By Andrew Ross and John King, members of the USACBI Organizing Collective
After the University of California chancellors posted an anti-BDS statement in December, Daily Californian editors solicited an op-ed response from Sacramento Regional Coalition for Palestinian Rights. The request was passed on to USACBI, an organization with more expertise on the academic boycott, and the two of us volunteered to draft the article. At first, the editors were receptive to our draft, and planned an early publication date. Shortly thereafter, the editors reported to us that the “upper management team” had informed them that the article was potentially libelous, and they asked for radical alterations. Our dialogue with the editors dragged on over several weeks in the course of which a new claim emerged: the editors believed that the chancellors’ statement did not directly condemn the right to boycott. This bizarre proposition led to an impasse. Thereafter the editors did not respond to our repeated requests to provide factual rationales for the suggested alterations. We ended the editorial dialogue by pointing out the irony of soliciting, and then shutting down, a BDS perspective on the suppression of the right to boycott. Mondoweiss later published the op-ed article the Daily Californian would not run.
With the federal government closed for business in January 2019, and with the country in a state of political and economic instability, Republicans in the U.S. Senate decided that the first order of priority of the 116th Congress should be to pass an anti-Boycott, Divestment, Sanctions (BDS) bill. The bill would have forced states and local governments to “divest” from companies that boycott Israel or “Israeli-controlled territories.” Fortunately, there were dissenting voices, like Bernie Sanders, who pointed out on Twitter that it was “absolutely absurd that the first bill during the shutdown is legislation which punishes Americans who exercise their constitutional right to engage in political activity.”

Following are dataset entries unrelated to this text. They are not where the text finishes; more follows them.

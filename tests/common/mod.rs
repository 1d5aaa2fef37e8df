//! Shared fixtures for integration tests.
//!
//! - `EchoGateway`: answers each mutation with its own input, like a GraphQL
//!   resolver that returns the stored item
//! - record builders for every source shape
//! - orchestrator wiring over `MemoryStateBackend`

#![allow(dead_code)]

use std::sync::Arc;

use async_trait::async_trait;
use parking_lot::Mutex;
use serde_json::{Map, Value, json};

use call_event_processor::{
    BatchInput, BatchOrchestrator, ProcessorResult,
    core::{
        events::{EventNormalizer, NormalizerConfig},
        mutation::{Mutation, MutationGateway},
        sentiment::{SentimentConfig, SentimentEnricher},
        state::{AggregatorConfig, MemoryStateBackend, StateStore, StateStoreConfig},
    },
    handlers::encode_record,
};

#[derive(Default)]
pub struct EchoGateway {
    pub executed: Mutex<Vec<Mutation>>,
}

impl EchoGateway {
    pub fn count(&self, field: &str) -> usize {
        self.executed
            .lock()
            .iter()
            .filter(|m| m.kind.field_name() == field)
            .count()
    }
}

#[async_trait]
impl MutationGateway for EchoGateway {
    async fn execute(&self, mutation: &Mutation) -> ProcessorResult<Value> {
        self.executed.lock().push(mutation.clone());
        let mut response = Map::new();
        response.insert(
            mutation.kind.field_name().to_string(),
            mutation.input().clone(),
        );
        Ok(Value::Object(response))
    }
}

pub struct Pipeline {
    pub orchestrator: BatchOrchestrator,
    pub gateway: Arc<EchoGateway>,
    pub backend: Arc<MemoryStateBackend>,
}

pub fn pipeline_with(store_config: StateStoreConfig) -> Pipeline {
    let gateway = Arc::new(EchoGateway::default());
    let backend = Arc::new(MemoryStateBackend::new());
    let orchestrator = BatchOrchestrator::new(
        EventNormalizer::new(NormalizerConfig::default()),
        SentimentEnricher::inline_only(SentimentConfig::default()),
        gateway.clone(),
        StateStore::new(backend.clone(), store_config),
        AggregatorConfig::default(),
    );
    Pipeline {
        orchestrator,
        gateway,
        backend,
    }
}

pub fn pipeline() -> Pipeline {
    pipeline_with(StateStoreConfig::default())
}

pub fn batch(payloads: &[Value]) -> BatchInput {
    BatchInput {
        records: payloads
            .iter()
            .enumerate()
            .map(|(i, p)| encode_record(p, &format!("4959{i:04}")))
            .collect(),
        ..Default::default()
    }
}

pub fn start(call_id: &str) -> Value {
    json!({
        "EventType": "START",
        "CallId": call_id,
        "CustomerPhoneNumber": "+15550100",
        "SystemPhoneNumber": "+15550199"
    })
}

pub fn end(call_id: &str) -> Value {
    json!({"EventType": "END", "CallId": call_id})
}

pub fn utterance(
    call_id: &str,
    id: &str,
    role: &str,
    begin_millis: u64,
    end_millis: u64,
    sentiment: &str,
) -> Value {
    json!({
        "CallId": call_id,
        "UtteranceEvent": {
            "UtteranceId": id,
            "ParticipantRole": role,
            "IsPartial": false,
            "BeginOffsetMillis": begin_millis,
            "EndOffsetMillis": end_millis,
            "Transcript": format!("segment {id}"),
            "Sentiment": sentiment
        }
    })
}

pub fn partial_utterance(call_id: &str, id: &str, text: &str) -> Value {
    json!({
        "CallId": call_id,
        "UtteranceEvent": {
            "UtteranceId": id,
            "ParticipantRole": "CUSTOMER",
            "IsPartial": true,
            "BeginOffsetMillis": 0,
            "EndOffsetMillis": 500,
            "Transcript": text
        }
    })
}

A few weeks earlier, University of California leaders took a swipe at that same constitutional right when the chancellors of all the system’s campuses issued a statement that publicly reaffirmed their common opposition to BDS “as a direct and serious threat to the academic freedom of our students and faculty.” They said nothing new in their joint statement; their disapproval of BDS, as the statement itself acknowledged, was a “long-standing” position of the UC administration, and it was in lockstep with every university president in the country.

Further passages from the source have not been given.